(Dataset entries)

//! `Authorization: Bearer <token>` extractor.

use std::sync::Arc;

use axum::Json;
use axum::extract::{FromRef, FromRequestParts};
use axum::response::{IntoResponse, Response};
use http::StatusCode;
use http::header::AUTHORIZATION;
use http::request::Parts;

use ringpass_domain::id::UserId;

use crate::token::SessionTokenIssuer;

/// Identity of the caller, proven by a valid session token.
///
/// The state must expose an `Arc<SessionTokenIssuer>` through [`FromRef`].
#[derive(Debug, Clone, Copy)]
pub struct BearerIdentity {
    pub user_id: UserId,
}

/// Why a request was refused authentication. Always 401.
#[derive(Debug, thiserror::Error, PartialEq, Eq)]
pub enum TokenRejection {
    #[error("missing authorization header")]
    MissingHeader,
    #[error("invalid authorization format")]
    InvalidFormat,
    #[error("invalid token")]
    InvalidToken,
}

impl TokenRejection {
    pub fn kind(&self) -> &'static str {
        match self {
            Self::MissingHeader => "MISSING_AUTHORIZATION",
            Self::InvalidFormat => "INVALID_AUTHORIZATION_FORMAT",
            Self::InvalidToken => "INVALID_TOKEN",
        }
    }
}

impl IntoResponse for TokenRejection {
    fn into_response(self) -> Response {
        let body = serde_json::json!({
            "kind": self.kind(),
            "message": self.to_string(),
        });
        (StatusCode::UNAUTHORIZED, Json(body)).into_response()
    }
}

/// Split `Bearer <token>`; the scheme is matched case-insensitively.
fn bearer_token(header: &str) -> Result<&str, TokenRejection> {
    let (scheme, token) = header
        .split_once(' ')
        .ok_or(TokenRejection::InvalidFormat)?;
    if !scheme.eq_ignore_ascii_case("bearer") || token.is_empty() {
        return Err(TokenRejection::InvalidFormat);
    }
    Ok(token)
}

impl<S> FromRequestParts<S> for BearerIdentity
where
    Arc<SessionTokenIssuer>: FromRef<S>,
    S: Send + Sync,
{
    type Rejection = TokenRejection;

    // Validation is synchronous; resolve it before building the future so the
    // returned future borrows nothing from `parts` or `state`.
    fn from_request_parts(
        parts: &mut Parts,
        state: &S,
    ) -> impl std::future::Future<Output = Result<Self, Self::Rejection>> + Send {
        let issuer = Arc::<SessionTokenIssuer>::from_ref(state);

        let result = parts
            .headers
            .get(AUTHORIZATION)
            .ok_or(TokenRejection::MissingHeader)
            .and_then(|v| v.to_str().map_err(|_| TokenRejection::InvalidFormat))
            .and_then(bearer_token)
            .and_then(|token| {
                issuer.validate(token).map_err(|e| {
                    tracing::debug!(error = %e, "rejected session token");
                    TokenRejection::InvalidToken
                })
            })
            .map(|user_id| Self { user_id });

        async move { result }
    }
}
==
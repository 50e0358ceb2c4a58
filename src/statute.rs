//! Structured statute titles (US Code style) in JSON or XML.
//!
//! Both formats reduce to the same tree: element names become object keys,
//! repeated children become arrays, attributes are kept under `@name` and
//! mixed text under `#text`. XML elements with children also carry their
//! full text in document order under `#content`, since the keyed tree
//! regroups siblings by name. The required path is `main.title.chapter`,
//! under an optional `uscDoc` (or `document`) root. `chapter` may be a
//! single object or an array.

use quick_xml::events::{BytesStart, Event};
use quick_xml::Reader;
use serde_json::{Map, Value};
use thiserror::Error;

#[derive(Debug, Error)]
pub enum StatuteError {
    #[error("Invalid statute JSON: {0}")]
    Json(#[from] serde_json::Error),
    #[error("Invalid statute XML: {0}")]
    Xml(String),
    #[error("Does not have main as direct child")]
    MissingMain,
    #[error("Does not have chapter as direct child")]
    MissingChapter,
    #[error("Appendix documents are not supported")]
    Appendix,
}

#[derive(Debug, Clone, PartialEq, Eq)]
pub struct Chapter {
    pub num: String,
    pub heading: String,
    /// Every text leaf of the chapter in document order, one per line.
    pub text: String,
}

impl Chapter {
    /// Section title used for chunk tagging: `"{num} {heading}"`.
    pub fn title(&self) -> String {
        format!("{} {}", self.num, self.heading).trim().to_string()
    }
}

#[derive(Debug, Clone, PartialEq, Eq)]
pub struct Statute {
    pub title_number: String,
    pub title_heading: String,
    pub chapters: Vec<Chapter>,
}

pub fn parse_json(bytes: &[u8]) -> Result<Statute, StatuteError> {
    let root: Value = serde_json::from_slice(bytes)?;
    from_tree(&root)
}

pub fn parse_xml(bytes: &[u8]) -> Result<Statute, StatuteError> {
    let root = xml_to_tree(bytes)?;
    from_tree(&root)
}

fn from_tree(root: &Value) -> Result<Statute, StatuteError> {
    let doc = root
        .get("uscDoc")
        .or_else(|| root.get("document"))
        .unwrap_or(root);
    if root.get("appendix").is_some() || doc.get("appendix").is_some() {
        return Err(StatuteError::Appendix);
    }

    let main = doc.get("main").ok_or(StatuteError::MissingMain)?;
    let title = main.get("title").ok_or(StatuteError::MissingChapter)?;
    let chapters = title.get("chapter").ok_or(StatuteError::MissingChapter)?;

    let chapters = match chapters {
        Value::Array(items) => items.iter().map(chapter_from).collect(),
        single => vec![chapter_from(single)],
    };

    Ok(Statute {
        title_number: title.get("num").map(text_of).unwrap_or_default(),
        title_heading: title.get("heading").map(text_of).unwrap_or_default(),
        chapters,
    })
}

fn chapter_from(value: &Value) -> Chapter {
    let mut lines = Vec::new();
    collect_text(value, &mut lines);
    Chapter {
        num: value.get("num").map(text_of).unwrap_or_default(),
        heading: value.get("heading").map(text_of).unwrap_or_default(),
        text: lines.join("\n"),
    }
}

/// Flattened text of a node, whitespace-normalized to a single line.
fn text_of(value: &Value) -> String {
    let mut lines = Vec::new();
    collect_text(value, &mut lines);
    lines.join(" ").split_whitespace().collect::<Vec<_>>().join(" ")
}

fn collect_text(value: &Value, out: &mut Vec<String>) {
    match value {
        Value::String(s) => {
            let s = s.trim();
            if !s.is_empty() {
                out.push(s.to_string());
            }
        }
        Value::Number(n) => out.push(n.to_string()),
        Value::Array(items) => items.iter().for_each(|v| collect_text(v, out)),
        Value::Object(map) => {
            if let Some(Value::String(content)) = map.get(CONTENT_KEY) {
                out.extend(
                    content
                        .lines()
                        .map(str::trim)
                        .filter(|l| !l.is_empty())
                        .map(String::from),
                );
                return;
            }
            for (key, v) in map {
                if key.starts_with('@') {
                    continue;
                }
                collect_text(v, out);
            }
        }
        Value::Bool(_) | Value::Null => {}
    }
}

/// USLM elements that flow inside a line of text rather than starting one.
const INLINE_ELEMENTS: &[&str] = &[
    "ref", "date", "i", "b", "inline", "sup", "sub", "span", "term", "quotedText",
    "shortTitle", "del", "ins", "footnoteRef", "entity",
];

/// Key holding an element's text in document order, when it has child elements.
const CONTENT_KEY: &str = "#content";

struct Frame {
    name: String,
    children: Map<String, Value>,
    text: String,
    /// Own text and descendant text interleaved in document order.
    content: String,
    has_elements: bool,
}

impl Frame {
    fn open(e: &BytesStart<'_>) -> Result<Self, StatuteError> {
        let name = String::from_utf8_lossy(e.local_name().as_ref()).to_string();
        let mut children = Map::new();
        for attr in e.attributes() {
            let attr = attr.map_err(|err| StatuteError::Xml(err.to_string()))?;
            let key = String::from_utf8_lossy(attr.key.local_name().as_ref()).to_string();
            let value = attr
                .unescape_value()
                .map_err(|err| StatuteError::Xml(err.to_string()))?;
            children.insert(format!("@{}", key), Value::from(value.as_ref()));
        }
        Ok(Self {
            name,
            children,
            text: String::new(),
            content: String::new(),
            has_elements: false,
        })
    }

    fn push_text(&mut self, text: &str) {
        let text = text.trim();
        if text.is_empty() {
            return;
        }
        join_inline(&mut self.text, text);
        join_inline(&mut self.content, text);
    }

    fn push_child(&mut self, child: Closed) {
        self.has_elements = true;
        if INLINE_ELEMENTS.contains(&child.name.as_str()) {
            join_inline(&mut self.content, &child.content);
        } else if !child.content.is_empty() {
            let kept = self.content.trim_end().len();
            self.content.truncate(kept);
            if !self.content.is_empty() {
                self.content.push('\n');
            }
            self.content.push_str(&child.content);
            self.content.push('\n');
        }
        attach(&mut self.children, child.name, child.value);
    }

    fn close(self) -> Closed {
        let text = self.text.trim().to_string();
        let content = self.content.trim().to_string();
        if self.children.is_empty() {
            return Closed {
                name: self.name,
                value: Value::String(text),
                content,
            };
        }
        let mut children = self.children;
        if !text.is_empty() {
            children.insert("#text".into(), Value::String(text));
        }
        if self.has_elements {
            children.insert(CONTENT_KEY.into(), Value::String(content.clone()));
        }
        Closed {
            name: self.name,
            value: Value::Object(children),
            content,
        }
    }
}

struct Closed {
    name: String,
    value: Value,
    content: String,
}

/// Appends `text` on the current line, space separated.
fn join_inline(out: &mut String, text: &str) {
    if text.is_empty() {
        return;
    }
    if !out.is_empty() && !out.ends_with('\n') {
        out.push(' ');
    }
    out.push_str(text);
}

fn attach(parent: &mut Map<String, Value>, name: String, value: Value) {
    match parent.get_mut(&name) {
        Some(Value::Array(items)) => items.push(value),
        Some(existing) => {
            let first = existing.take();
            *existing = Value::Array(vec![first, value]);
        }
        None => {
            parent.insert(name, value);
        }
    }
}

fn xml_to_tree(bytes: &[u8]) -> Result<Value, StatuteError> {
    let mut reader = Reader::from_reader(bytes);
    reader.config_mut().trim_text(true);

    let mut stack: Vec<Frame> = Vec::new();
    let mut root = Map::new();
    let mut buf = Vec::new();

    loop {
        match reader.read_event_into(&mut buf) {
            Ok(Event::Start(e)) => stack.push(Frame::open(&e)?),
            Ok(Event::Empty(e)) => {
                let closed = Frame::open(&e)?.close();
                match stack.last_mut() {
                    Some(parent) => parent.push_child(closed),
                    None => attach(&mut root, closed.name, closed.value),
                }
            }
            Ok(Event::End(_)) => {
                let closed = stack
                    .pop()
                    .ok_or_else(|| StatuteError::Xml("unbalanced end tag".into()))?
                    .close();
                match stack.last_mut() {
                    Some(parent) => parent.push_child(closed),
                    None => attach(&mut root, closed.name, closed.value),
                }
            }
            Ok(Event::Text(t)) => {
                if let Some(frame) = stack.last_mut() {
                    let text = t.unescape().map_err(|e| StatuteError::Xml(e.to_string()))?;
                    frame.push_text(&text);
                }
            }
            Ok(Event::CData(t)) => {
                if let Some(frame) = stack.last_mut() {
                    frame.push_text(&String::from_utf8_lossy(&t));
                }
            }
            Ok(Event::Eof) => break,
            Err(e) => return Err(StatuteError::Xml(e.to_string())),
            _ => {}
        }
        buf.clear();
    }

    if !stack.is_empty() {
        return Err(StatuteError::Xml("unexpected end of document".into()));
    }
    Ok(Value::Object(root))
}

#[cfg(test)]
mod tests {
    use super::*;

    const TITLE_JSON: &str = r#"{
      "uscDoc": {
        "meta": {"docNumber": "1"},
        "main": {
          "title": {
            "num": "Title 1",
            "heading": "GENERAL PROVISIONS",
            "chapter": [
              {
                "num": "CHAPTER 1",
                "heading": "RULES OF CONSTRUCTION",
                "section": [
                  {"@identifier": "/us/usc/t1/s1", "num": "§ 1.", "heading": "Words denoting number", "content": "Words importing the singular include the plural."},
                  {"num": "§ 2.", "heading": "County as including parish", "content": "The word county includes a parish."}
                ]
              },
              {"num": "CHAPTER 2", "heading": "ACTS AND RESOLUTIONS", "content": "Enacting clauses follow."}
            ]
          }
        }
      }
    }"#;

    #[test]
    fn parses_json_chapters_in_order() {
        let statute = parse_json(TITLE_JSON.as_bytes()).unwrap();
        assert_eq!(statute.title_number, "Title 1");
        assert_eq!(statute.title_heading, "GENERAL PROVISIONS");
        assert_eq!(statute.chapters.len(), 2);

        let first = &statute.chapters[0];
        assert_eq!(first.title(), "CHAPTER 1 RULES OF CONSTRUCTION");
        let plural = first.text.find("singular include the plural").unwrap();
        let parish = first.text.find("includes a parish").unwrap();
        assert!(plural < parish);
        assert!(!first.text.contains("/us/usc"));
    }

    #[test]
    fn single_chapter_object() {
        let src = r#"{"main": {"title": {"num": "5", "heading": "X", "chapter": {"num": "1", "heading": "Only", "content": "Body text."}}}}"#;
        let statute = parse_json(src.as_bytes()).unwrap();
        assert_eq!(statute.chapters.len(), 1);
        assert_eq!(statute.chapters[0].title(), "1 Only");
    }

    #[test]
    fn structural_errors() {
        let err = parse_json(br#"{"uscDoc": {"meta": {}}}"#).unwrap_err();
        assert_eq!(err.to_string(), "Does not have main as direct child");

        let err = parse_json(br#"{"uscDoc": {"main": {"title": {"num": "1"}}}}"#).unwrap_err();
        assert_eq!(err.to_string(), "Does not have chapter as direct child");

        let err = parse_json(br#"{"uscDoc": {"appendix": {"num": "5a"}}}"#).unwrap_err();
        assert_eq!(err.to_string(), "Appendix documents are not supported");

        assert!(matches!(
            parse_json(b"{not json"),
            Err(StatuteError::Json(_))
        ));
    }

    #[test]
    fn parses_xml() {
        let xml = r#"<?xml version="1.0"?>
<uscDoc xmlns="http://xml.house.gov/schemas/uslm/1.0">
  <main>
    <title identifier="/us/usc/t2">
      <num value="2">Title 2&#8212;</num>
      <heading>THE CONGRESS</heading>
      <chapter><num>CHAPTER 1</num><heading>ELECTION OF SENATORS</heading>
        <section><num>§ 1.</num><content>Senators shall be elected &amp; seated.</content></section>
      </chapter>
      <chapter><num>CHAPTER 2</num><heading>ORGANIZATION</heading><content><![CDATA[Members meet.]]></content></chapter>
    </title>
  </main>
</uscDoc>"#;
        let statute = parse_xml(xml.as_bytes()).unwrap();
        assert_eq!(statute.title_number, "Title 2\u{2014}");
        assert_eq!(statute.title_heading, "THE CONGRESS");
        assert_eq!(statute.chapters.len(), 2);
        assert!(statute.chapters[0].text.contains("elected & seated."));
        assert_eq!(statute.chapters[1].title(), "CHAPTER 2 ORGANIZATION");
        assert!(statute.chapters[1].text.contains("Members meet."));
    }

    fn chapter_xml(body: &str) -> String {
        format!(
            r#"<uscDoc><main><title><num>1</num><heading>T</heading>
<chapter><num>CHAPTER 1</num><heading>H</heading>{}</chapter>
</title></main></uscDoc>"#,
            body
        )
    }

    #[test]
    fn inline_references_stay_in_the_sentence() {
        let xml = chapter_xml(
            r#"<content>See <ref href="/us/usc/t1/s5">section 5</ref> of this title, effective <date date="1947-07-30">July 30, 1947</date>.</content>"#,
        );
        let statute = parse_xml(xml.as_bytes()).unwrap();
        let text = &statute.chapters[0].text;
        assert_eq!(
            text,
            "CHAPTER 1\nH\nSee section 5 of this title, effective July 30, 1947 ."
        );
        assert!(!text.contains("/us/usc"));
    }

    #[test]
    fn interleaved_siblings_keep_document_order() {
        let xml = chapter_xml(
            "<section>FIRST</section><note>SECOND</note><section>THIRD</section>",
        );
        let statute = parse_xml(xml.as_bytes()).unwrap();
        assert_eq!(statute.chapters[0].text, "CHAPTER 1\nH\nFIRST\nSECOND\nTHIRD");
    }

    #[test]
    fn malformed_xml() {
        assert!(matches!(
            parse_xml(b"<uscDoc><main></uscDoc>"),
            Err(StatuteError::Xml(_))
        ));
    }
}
==
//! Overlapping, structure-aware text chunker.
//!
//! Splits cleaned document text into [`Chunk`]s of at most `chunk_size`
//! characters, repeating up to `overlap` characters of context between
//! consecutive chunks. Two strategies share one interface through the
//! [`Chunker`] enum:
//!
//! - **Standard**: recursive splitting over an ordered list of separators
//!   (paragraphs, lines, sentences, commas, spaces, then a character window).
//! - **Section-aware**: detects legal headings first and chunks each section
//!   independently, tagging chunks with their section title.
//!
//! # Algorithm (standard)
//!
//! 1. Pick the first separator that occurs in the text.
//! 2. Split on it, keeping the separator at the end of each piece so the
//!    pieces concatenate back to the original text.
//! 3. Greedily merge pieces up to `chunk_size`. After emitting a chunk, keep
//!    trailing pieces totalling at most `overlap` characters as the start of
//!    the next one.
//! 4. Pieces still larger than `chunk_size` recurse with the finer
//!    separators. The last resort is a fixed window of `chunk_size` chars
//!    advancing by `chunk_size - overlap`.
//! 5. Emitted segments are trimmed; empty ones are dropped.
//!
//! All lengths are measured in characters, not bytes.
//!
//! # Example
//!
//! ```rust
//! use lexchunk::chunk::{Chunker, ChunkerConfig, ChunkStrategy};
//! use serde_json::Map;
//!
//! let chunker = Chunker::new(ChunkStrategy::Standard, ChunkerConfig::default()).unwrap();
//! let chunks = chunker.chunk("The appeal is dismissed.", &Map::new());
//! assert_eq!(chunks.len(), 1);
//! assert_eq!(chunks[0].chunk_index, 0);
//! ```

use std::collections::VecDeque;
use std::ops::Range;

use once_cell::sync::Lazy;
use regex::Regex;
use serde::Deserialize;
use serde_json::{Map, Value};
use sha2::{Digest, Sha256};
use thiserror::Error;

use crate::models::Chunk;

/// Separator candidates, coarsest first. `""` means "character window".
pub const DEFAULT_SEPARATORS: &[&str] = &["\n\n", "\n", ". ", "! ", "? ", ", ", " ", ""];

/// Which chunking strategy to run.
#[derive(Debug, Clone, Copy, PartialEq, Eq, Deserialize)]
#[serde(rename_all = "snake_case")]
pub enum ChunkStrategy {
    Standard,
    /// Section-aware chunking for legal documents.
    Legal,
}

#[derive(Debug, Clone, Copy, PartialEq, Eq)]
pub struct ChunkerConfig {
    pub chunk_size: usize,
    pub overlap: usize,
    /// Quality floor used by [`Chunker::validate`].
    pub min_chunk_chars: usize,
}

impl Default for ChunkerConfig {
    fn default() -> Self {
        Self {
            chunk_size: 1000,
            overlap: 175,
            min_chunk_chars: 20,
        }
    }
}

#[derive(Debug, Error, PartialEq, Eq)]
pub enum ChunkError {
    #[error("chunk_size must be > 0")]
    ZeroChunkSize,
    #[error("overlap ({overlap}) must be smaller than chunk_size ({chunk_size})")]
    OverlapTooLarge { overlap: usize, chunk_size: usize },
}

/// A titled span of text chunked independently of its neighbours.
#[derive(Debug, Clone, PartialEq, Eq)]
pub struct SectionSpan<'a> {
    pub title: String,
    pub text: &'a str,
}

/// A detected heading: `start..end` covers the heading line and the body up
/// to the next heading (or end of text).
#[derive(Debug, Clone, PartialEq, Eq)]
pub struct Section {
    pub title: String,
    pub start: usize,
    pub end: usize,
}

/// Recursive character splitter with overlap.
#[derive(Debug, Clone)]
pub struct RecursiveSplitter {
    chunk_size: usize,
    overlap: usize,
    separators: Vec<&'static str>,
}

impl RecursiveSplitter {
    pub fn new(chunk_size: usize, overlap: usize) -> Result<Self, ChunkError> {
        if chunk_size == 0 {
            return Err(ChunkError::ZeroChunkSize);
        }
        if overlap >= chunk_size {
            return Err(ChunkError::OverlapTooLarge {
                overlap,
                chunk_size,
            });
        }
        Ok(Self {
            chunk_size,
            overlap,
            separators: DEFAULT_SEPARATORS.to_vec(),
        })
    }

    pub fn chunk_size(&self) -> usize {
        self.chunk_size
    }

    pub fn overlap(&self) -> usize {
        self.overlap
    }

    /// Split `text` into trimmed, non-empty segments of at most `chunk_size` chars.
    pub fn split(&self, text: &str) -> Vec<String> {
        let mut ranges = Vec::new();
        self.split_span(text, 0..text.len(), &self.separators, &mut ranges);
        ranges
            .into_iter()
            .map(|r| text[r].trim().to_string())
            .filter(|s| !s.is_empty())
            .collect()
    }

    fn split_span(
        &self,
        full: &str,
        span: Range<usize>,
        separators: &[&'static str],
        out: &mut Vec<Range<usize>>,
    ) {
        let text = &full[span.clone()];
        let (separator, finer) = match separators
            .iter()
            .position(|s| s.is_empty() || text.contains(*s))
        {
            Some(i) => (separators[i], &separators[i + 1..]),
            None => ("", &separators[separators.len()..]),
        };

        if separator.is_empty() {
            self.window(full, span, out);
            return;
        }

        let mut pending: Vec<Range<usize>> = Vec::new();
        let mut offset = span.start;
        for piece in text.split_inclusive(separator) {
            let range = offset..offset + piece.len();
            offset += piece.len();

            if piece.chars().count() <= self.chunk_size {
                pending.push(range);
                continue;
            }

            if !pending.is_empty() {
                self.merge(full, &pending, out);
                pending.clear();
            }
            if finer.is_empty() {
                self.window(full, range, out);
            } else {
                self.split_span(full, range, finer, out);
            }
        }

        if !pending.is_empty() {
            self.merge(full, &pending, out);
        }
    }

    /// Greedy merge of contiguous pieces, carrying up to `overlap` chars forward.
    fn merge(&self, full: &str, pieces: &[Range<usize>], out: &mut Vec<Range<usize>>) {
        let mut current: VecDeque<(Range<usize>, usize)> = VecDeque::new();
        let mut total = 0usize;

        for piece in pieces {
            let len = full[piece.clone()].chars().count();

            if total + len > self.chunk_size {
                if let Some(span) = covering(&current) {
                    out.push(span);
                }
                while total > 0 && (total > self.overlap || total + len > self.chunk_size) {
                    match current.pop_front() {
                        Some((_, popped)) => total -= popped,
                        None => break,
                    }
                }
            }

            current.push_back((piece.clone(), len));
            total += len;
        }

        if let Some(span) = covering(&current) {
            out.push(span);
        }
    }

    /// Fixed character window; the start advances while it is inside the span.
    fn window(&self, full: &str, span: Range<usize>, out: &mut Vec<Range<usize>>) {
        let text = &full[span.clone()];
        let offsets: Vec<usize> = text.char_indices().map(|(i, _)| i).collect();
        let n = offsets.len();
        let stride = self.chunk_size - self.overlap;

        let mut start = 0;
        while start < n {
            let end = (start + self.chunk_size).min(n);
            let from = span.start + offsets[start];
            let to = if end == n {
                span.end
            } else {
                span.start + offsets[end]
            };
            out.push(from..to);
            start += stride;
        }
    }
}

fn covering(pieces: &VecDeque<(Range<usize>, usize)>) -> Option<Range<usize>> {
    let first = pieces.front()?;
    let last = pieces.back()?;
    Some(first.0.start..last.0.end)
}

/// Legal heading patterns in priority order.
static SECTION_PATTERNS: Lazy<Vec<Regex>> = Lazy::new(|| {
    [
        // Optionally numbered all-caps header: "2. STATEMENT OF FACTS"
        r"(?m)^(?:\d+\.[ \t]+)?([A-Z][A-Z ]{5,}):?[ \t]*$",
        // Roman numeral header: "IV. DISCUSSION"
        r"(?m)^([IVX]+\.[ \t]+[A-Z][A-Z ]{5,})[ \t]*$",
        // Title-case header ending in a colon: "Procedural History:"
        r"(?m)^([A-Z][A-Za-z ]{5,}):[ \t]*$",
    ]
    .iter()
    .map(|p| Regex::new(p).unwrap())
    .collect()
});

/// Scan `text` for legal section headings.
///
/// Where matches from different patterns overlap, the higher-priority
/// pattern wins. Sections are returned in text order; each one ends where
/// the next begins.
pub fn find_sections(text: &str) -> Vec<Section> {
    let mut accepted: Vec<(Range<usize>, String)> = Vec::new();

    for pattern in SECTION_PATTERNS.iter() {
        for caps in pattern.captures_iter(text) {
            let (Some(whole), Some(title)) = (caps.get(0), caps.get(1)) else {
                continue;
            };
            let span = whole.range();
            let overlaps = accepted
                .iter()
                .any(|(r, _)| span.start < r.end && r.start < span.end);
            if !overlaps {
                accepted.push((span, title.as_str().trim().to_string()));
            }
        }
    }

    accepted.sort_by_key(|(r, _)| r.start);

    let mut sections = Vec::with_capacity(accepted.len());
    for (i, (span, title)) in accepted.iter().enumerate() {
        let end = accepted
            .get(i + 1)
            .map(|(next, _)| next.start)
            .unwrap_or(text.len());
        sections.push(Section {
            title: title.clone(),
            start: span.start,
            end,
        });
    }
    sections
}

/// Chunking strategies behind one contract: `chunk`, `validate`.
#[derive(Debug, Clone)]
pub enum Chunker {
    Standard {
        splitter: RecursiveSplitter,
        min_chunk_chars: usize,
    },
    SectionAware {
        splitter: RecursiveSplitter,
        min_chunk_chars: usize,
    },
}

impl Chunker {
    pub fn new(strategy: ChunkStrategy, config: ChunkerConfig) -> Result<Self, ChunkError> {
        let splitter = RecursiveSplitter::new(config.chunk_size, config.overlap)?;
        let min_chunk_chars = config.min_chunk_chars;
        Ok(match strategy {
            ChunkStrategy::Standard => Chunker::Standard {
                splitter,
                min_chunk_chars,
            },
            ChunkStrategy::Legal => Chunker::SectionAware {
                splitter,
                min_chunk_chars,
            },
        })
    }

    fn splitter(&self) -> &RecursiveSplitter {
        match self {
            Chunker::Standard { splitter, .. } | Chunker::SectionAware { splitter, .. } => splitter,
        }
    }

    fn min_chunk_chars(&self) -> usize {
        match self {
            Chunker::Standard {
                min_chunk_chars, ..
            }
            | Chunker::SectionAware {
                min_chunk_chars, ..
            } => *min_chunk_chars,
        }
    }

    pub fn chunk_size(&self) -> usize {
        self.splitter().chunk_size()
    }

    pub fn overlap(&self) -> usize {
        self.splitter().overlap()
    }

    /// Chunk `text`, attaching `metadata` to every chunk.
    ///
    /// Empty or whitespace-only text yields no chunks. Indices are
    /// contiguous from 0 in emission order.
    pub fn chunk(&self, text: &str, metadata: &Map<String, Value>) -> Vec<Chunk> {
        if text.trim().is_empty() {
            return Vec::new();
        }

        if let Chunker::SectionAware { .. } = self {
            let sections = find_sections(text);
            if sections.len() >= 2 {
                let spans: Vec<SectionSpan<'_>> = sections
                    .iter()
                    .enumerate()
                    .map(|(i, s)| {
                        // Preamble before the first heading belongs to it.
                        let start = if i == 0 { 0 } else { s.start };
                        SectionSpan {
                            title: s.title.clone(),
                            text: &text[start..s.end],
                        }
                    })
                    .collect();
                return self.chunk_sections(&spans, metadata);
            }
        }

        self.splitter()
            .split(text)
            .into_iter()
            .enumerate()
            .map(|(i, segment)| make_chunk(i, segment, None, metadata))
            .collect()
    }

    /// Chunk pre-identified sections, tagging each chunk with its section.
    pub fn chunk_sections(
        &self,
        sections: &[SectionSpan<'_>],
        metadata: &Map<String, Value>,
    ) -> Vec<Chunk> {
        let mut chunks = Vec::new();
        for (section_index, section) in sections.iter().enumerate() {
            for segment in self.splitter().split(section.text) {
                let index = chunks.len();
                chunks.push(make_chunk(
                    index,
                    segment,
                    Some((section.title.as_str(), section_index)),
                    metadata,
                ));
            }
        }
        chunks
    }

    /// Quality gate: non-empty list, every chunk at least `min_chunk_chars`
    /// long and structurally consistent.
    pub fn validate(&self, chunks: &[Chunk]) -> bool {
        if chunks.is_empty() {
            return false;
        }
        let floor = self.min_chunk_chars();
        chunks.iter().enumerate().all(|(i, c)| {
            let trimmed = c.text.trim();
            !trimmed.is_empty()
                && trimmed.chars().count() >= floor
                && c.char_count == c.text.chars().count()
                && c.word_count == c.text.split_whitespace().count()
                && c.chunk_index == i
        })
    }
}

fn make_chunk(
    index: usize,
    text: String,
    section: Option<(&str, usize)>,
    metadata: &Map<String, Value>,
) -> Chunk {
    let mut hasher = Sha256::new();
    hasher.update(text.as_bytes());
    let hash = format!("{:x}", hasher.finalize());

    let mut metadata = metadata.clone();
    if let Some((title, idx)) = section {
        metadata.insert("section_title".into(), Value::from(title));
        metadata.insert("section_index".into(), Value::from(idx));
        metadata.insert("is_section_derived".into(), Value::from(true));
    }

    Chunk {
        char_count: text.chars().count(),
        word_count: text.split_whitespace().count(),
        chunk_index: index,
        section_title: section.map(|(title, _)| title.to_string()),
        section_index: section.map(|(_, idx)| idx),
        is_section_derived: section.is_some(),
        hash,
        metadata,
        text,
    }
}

§ **The task**: Take the entries above and return only the lines from the one with "pub fn chunk(&self, text: &str, metadata: &Map<String, Value>)" to the one with "with its section.", both included, unchanged.

§ **Answer to this exercise**:
    pub fn chunk(&self, text: &str, metadata: &Map<String, Value>) -> Vec<Chunk> {
        if text.trim().is_empty() {
            return Vec::new();
        }

        if let Chunker::SectionAware { .. } = self {
            let sections = find_sections(text);
            if sections.len() >= 2 {
                let spans: Vec<SectionSpan<'_>> = sections
                    .iter()
                    .enumerate()
                    .map(|(i, s)| {
                        // Preamble before the first heading belongs to it.
                        let start = if i == 0 { 0 } else { s.start };
                        SectionSpan {
                            title: s.title.clone(),
                            text: &text[start..s.end],
                        }
                    })
                    .collect();
                return self.chunk_sections(&spans, metadata);
            }
        }

        self.splitter()
            .split(text)
            .into_iter()
            .enumerate()
            .map(|(i, segment)| make_chunk(i, segment, None, metadata))
            .collect()
    }

    /// Chunk pre-identified sections, tagging each chunk with its section.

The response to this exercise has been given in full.